Work to be completed
Return every line of the data that contains the string "Verifies".

Input material
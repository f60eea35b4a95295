//! Inbound reward sync endpoint served by the commerce side.

use crate::{
    models::{
        ErrorCode, SyncResponse,
        audit::{SyncAuditEvent, SyncEventType},
    },
    services::{
        AppMetrics,
        ledger::LedgerError,
        verifier::{VerificationError, VerificationOutcome, Verifier},
    },
    utils::{
        canonical::event_from_value,
        http::{
            extract_client_ip, extract_request_id, extract_signature_headers, extract_user_agent,
        },
    },
};
use actix_web::{
    Error, HttpRequest, HttpResponse, Result, error::InternalError, error::JsonPayloadError, web,
};
use paperclip::actix::api_v2_operation;
use serde_json::Value;
use tracing::error;

/// Apply a signed reward event
///
/// Verifies the `X-Signature`/`X-Timestamp` pair against the body, then
/// credits the subject at most once per transaction id. The body is read as
/// untyped JSON so every field that cannot be canonicalized is reported
/// precisely.
#[api_v2_operation(
    summary = "Sync Rewards",
    description = "Verifies an HMAC-signed reward event and applies it exactly once per transactionId. \
                   Requires X-Signature (hex HMAC-SHA256 over \"{timestamp}.{canonical payload}\") and X-Timestamp headers.",
    tags("Sync"),
    responses(
        (status = 200, description = "Applied, or already applied (duplicate)", body = SyncResponse),
        (status = 400, description = "Payload cannot be canonicalized", body = SyncResponse),
        (status = 401, description = "Missing or invalid signature, or stale timestamp", body = SyncResponse),
        (status = 404, description = "Unknown subject", body = SyncResponse),
        (status = 422, description = "Malformed subject or action type", body = SyncResponse),
        (status = 503, description = "Transaction pending after an earlier failure")
    )
)]
pub async fn sync_rewards(
    req: HttpRequest,
    payload: web::Json<Value>,
) -> Result<HttpResponse, Error> {
    let verifier = req
        .app_data::<web::Data<Verifier>>()
        .ok_or_else(|| actix_web::error::ErrorServiceUnavailable("Sync verifier not configured"))?;
    let metrics = req.app_data::<web::Data<AppMetrics>>();
    let record = |event_type: SyncEventType| {
        if let Some(metrics) = metrics {
            metrics.record_verification(event_type.as_str());
        }
    };

    let event = match event_from_value(&payload) {
        Ok(event) => event,
        Err(err) => {
            audit_event(&req, SyncEventType::EncodingError)
                .with_reason(err.to_string())
                .log();
            record(SyncEventType::EncodingError);
            return Ok(HttpResponse::BadRequest()
                .json(SyncResponse::rejected(ErrorCode::EncodingError, err.to_string())));
        }
    };

    let audit = |event_type: SyncEventType| {
        audit_event(&req, event_type).with_event(&event.transaction_id, &event.subject_id)
    };

    let headers = match extract_signature_headers(&req) {
        Ok(headers) => headers,
        Err(reason) => {
            audit(SyncEventType::MissingCredentials).with_reason(reason).log();
            record(SyncEventType::MissingCredentials);
            return Ok(HttpResponse::Unauthorized()
                .json(SyncResponse::rejected(ErrorCode::SignatureMismatch, reason)));
        }
    };

    let result = verifier
        .verify_and_apply(&event, headers.timestamp, &headers.signature)
        .await;

    let (event_type, response) = match result {
        Ok(VerificationOutcome::Applied(applied)) => (
            SyncEventType::Applied,
            HttpResponse::Ok().json(SyncResponse::applied(&applied)),
        ),
        Ok(VerificationOutcome::Duplicate(prior)) => (
            SyncEventType::Duplicate,
            HttpResponse::Ok().json(SyncResponse::duplicate(&prior)),
        ),
        Err(err) => {
            let (event_type, response) = rejection(&err);
            audit(event_type).with_reason(err.to_string()).log();
            record(event_type);
            return Ok(response);
        }
    };

    audit(event_type).log();
    record(event_type);
    Ok(response)
}

fn audit_event(req: &HttpRequest, event_type: SyncEventType) -> SyncAuditEvent {
    SyncAuditEvent::new(event_type, extract_client_ip(req))
        .with_user_agent(extract_user_agent(req))
        .with_request_id(extract_request_id(req))
}

fn rejection(err: &VerificationError) -> (SyncEventType, HttpResponse) {
    if let VerificationError::Pending(_) = err {
        return (
            SyncEventType::InternalError,
            HttpResponse::ServiceUnavailable().json(serde_json::json!({
                "status": "error",
                "message": err.to_string(),
            })),
        );
    }

    let Some(code) = err.code() else {
        error!(error = %err, "Sync verification failed internally");
        return (
            SyncEventType::InternalError,
            HttpResponse::InternalServerError().json(serde_json::json!({
                "status": "error",
                "message": "Sync could not be processed",
            })),
        );
    };

    let body = SyncResponse::rejected(code, err.to_string());
    match err {
        VerificationError::ReplayWindowExceeded { .. } => (
            SyncEventType::ReplayWindowExceeded,
            HttpResponse::Unauthorized().json(body),
        ),
        VerificationError::SignatureMismatch => (
            SyncEventType::SignatureMismatch,
            HttpResponse::Unauthorized().json(body),
        ),
        VerificationError::Rejected(LedgerError::UnknownSubject(_)) => (
            SyncEventType::BusinessRejection,
            HttpResponse::NotFound().json(body),
        ),
        VerificationError::Rejected(_) => (
            SyncEventType::BusinessRejection,
            HttpResponse::UnprocessableEntity().json(body),
        ),
        _ => (SyncEventType::EncodingError, HttpResponse::BadRequest().json(body)),
    }
}

/// Renders body deserialization failures in the sync response contract
pub fn sync_json_error_handler(err: JsonPayloadError, req: &HttpRequest) -> Error {
    let reason = err.to_string();

    audit_event(req, SyncEventType::EncodingError)
        .with_reason(reason.as_str())
        .log();
    if let Some(metrics) = req.app_data::<web::Data<AppMetrics>>() {
        metrics.record_verification(SyncEventType::EncodingError.as_str());
    }

    let response =
        HttpResponse::BadRequest().json(SyncResponse::rejected(ErrorCode::EncodingError, reason));
    InternalError::from_response(err, response).into()
}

Answer for the task
/// Verifies the `X-Signature`/`X-Timestamp` pair against the body, then
    description = "Verifies an HMAC-signed reward event and applies it exactly once per transactionId. \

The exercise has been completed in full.